Stored items
──────────

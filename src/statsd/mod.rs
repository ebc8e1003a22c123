pub mod backends;
pub mod client;
pub mod codec;
pub mod flush;
mod macros;
pub mod server;
pub mod store;

/// The closed set of metric kinds carried by the wire protocol.
#[derive(Debug, Clone, Copy, PartialEq, Eq)]
pub enum MetricKind {
    /// Additively accumulated; reported at flush as a per-second rate.
    Counter,
    /// Last-writer-wins absolute value; carried across flush windows.
    Gauge,
    /// Signed increment applied to the current gauge value.
    GaugeDelta,
    /// One sample appended to the metric's window sample vector.
    Histogram,
}

/// One decoded metric datagram.
#[derive(Debug, Clone, PartialEq, Eq)]
pub struct MetricEvent {
    /// Metric name, kept verbatim from the wire.
    pub name: String,
    /// Signed value. Malformed values decode as 0.
    pub value: i64,
    /// Which kind of metric this event updates.
    pub kind: MetricKind,
}

/// Built-in metrics maintained by the server itself.
pub mod builtin {
    /// Counter bumped once for every accepted datagram.
    pub const METRICS_COUNT: &str = "metrics.internal.count";
    /// Gauge holding the tick of the most recently accepted datagram.
    pub const METRICS_LAST_SEEN: &str = "metrics.internal.last_seen";
}

/// Monotonic millisecond clock shared by the whole pipeline.
///
/// Ticks count from a process-wide epoch captured on first use, so they
/// are comparable across threads but meaningless across processes.
pub mod tick {
    use std::sync::OnceLock;
    use std::time::Instant;

    /// A point in time, in milliseconds since the process epoch.
    pub type Tick = i64;

    static EPOCH: OnceLock<Instant> = OnceLock::new();

    /// Returns the current tick.
    #[must_use]
    #[allow(clippy::cast_possible_truncation)]
    pub fn now() -> Tick {
        EPOCH.get_or_init(Instant::now).elapsed().as_millis() as Tick
    }

    /// Milliseconds elapsed since `when`.
    #[must_use]
    pub fn since(when: Tick) -> i64 {
        now() - when
    }

    /// Renders a tick as a local-time ISO-8601 string with millisecond
    /// precision, e.g. `2016-03-01T14:05:22.118`.
    ///
    /// The wall-clock time is derived from the tick's distance to now, so
    /// ticks far in the past drift with any wall-clock adjustments made
    /// in between.
    #[must_use]
    pub fn to_local_string(when: Tick) -> String {
        let behind = chrono::Duration::milliseconds(since(when));
        let wall = chrono::Local::now() - behind;
        wall.format("%Y-%m-%dT%H:%M:%S%.3f").to_string()
    }

}
use thiserror::Error;

/// Errors that can occur while configuring or running the metrics
/// pipeline.
#[derive(Error, Debug)]
pub enum MetricsError {
    /// A custom error with a free-form message.
    #[error("Custom error: {0}")]
    Custom(String),

    /// Invalid client or server configuration.
    #[error("Config error: {0}")]
    Config(String),

    /// A watch expression that could not be parsed.
    #[error("Invalid watch expression: {0}")]
    WatchExpr(String),

    /// An I/O error from the standard library.
    #[error("Std Io error: {0}")]
    StdIo(#[from] std::io::Error),
}

impl From<String> for MetricsError {
    fn from(value: String) -> Self {
        Self::Custom(value)
    }
}

impl From<&str> for MetricsError {
    fn from(value: &str) -> Self {
        Self::Custom(value.to_string())
    }
}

──────────

Work to be completed: Reproduce the entries exactly, each one as given.

Solution:
filename src/statsd/mod.rs
repository ebc8e1003a22c123
pub mod backends;
pub mod client;
pub mod codec;
pub mod flush;
mod macros;
pub mod server;
pub mod store;

/// The closed set of metric kinds carried by the wire protocol.
#[derive(Debug, Clone, Copy, PartialEq, Eq)]
pub enum MetricKind {
    /// Additively accumulated; reported at flush as a per-second rate.
    Counter,
    /// Last-writer-wins absolute value; carried across flush windows.
    Gauge,
    /// Signed increment applied to the current gauge value.
    GaugeDelta,
    /// One sample appended to the metric's window sample vector.
    Histogram,
}

/// One decoded metric datagram.
#[derive(Debug, Clone, PartialEq, Eq)]
pub struct MetricEvent {
    /// Metric name, kept verbatim from the wire.
    pub name: String,
    /// Signed value. Malformed values decode as 0.
    pub value: i64,
    /// Which kind of metric this event updates.
    pub kind: MetricKind,
}

/// Built-in metrics maintained by the server itself.
pub mod builtin {
    /// Counter bumped once for every accepted datagram.
    pub const METRICS_COUNT: &str = "metrics.internal.count";
    /// Gauge holding the tick of the most recently accepted datagram.
    pub const METRICS_LAST_SEEN: &str = "metrics.internal.last_seen";
}

/// Monotonic millisecond clock shared by the whole pipeline.
///
/// Ticks count from a process-wide epoch captured on first use, so they
/// are comparable across threads but meaningless across processes.
pub mod tick {
    use std::sync::OnceLock;
    use std::time::Instant;

    /// A point in time, in milliseconds since the process epoch.
    pub type Tick = i64;

    static EPOCH: OnceLock<Instant> = OnceLock::new();

    /// Returns the current tick.
    #[must_use]
    #[allow(clippy::cast_possible_truncation)]
    pub fn now() -> Tick {
        EPOCH.get_or_init(Instant::now).elapsed().as_millis() as Tick
    }

    /// Milliseconds elapsed since `when`.
    #[must_use]
    pub fn since(when: Tick) -> i64 {
        now() - when
    }

    /// Renders a tick as a local-time ISO-8601 string with millisecond
    /// precision, e.g. `2016-03-01T14:05:22.118`.
    ///
    /// The wall-clock time is derived from the tick's distance to now, so
    /// ticks far in the past drift with any wall-clock adjustments made
    /// in between.
    #[must_use]
    pub fn to_local_string(when: Tick) -> String {
        let behind = chrono::Duration::milliseconds(since(when));
        let wall = chrono::Local::now() - behind;
        wall.format("%Y-%m-%dT%H:%M:%S%.3f").to_string()
    }

}
use thiserror::Error;

/// Errors that can occur while configuring or running the metrics
/// pipeline.
#[derive(Error, Debug)]
pub enum MetricsError {
    /// A custom error with a free-form message.
    #[error("Custom error: {0}")]
    Custom(String),

    /// Invalid client or server configuration.
    #[error("Config error: {0}")]
    Config(String),

    /// A watch expression that could not be parsed.
    #[error("Invalid watch expression: {0}")]
    WatchExpr(String),

    /// An I/O error from the standard library.
    #[error("Std Io error: {0}")]
    StdIo(#[from] std::io::Error),
}

impl From<String> for MetricsError {
    fn from(value: String) -> Self {
        Self::Custom(value)
    }
}

impl From<&str> for MetricsError {
    fn from(value: &str) -> Self {
        Self::Custom(value.to_string())
    }
}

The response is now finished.